The Challenge: Write a piece that utilizes the technique of ekphrasis by reimagining a visual work of art into words.
The Participants: Sierra, Mahika, Charlotte, Madeline, Julia, Lina, Reese, Nova, Mia, Hanbei, Iago, Reese, Peri, Gia, Jonathan, Nami, Sage, Lena A, Wesley, Rachael, Angela, Audrey, Grace, Delight, Jaya, Lena, Helen, Chelsea, Leo, Margaret.
The Face of Time
Nami Gajcowski, 11
I took out my violin and played a drawn-out and mournful tune. She didn’t notice, or she didn’t care. I wasn’t sure which. I was impatient. I couldn’t teach music to a student who would only stand motionless. So, I sent her away a half-hour early.She didn’t move, but she said the first thing I heard her say during this violin lesson: “I will leave when I want to.”
She wasn’t being defiant. Or maybe she was, but she used her words and twisted them into an innocent tone. So, I let her stay. I let her stay and stare at her violin. I made stabs of conversation. She never responded.
I tried playing a lively tune. She continued to look like stone. Out of the blue, she stood up. Still holding her violin, she went to the coat hanger and grabbed her brown cloak off the golden hook. She set down her violin to fasten her cape.
“Are you going?” I asked.
She finished fastening her cape and grabbed her violin. It was eerie the silence that she made. Her footsteps didn’t make a sound. Her cape didn’t rustle.
She opened the red doors, and quietly stepped outside my house. I stared at her. Something was intriguing. I knew that there was more to uncover to her. I felt that her silence held a secret. Maybe deep loss or unbearable pain.
However, when her mother had dropped her off at my house for her first violin practice, she had maintained a stiff smile. That was probably for her talkative and over-eager mother. But when her mother left, her lopsided smile diapered, and she took a seat in front of my desk. She swiveled the chair to face my direction, and she picked up her violin as if she were about to play. She never did, though, and then that’s when I began to speak even though I wasn’t sure if she was listening.
I stared outside my window. She walked down the street that was wet from rain, her violin in hand. I didn’t know where she was going, but there was something peculiar about her footsteps. Unlike when she was in the house, her footsteps made an ominous and echoing sound. I could hear her footsteps from across the street.

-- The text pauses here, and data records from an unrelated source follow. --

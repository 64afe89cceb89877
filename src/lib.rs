pub mod error;
pub mod config;
pub mod logging;
pub mod format;
pub mod template;
pub mod request;
pub mod retry;
pub mod providers;
pub mod orchestrator;
pub mod tuner;

/*

scaffold-gen: the generation core behind the project scaffolder.
Templates plus context go in, validated and metered LLM output comes
out; the tuner adapts existing reference text to a new project.

src/
├── lib.rs           # Re-exports
├── error.rs         # Error and AdapterError
├── config.rs        # OrchestratorConfig / ClientConfig loading
├── logging.rs       # env_logger setup
├── format.rs        # OutputFormat and its prompt instructions
├── template.rs      # {placeholder} context injection
├── request.rs       # Completion request/response wire types
├── retry.rs         # RetryPolicy, RetryState, Sleeper
├── providers/       # CompletionClient trait + Anthropic adapter
├── orchestrator.rs  # generate(): validate, inject, retry, extract
└── tuner.rs         # tune(): network and dry-run executors

*/

pub use config::{ClientConfig, OrchestratorConfig};
pub use error::{AdapterError, Error, Result};
pub use format::OutputFormat;
pub use orchestrator::{
  Completion
, GenerateOptions
, GenerationResult
, Orchestrator
, TokenUsage
};
pub use providers::{AnthropicClient, CompletionClient};
pub use request::{CompletionRequest, CompletionResponse, ContentBlock, Usage};
pub use retry::{RetryPolicy, RetryState, Sleeper, TokioSleeper};
pub use template::{context, Context};
pub use tuner::{Tuner, TuningExecutor, TuningRequest, TuningResult};
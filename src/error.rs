//! Error types for generation and tuning

use thiserror::Error as ThisError;

/// Crate-wide result alias
pub type Result<T> = std::result::Result<T, Error>;

/// Faults raised by a completion client adapter.
/// Implements Clone so fakes can replay them.
#[derive(Debug, Clone, PartialEq, Eq, ThisError)]
pub enum AdapterError
{   /// Remote service refused the call for rate reasons
    #[error("rate limit exceeded: {0}")]
    RateLimited(String)
  , /// Per-call timeout fired before a response arrived
    #[error("request timed out: {0}")]
    Timeout(String)
  , /// Transport-level failure (connect, TLS, body read)
    #[error("HTTP error: {0}")]
    Http(String)
  , /// Non-success status other than rate limiting
    #[error("API error ({status}): {message}")]
    Api
    {   status: u16
      , message: String
    }
  , /// Response body did not match the expected shape
    #[error("parse error: {0}")]
    Parse(String)
}

impl AdapterError
{   /// Whether the orchestrator should retry after this fault
    pub fn is_transient(&self) -> bool
    {   matches!(
          self,
          AdapterError::RateLimited(_) | AdapterError::Timeout(_)
        )
    }
}

/// Errors surfaced by the orchestrator and the tuner
#[derive(Debug, Clone, PartialEq, ThisError)]
pub enum Error
{   /// Template is empty or references a variable the context lacks
    #[error("prompt template error: {0}")]
    PromptTemplate(String)
  , /// Requested output format is outside the closed set
    #[error("invalid output format '{value}'; expected one of: {allowed}")]
    InvalidFormat
    {   value: String
      , allowed: String
    }
  , /// A required text input was empty after trimming
    #[error("{0} cannot be empty")]
    EmptyInput(String)
  , /// No usable credential was supplied
    #[error("missing credential: {0}")]
    MissingCredential(String)
  , /// Configuration could not be loaded or is out of range
    #[error("invalid configuration: {0}")]
    InvalidConfiguration(String)
  , /// The remote service never produced usable output
    #[error("generation failed: {message}")]
    Generation
    {   message: String
      , #[source]
        cause: Option<AdapterError>
    }
}

impl Error
{   /// Generation failure with no underlying adapter fault
    pub fn generation(message: impl Into<String>) -> Self
    {   Error::Generation
        {   message: message.into()
          , cause: None
        }
    }

    /// Generation failure wrapping the adapter fault behind it
    pub fn generation_caused_by(
      message: impl Into<String>
    , cause: AdapterError
    ) -> Self
    {   Error::Generation
        {   message: message.into()
          , cause: Some(cause)
        }
    }

    /// Adapter fault behind a generation failure, if any
    pub fn cause(&self) -> Option<&AdapterError>
    {   match self
        {   Error::Generation { cause, .. } => cause.as_ref()
          , _ => None
        }
    }

    /// True for failures raised before any network call
    pub fn is_input_error(&self) -> bool
    {   !matches!(self, Error::Generation { .. })
    }
}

The rain wet the ringlets of her brown hair. Though it wasn’t the brown I saw in my house. It looked a different color. Though if it were a color, what color was it? It seemed to change with the wind. It was unpredictable. It was changing.
She looked like the corpse of time. Or maybe she was time itself. Her figure suddenly changed from a 12-year-old girl to an adult with a broad stance. She seemed to be ageing by the minute. Then, she disappeared. Had she died? No, now she was a baby. An innocent and gentle baby. There was nothing more to her, but she kept on crawling down the street as she began ageing again.
However, there was something odd with the street. I had walked down it many times before, but something was different. It stretched out and into the rain. It was never-ending. The cheery buildings turned a drab grey. I could still see the girl. She was walking, but instead of going farther down the street, she seemed not to be moving forward.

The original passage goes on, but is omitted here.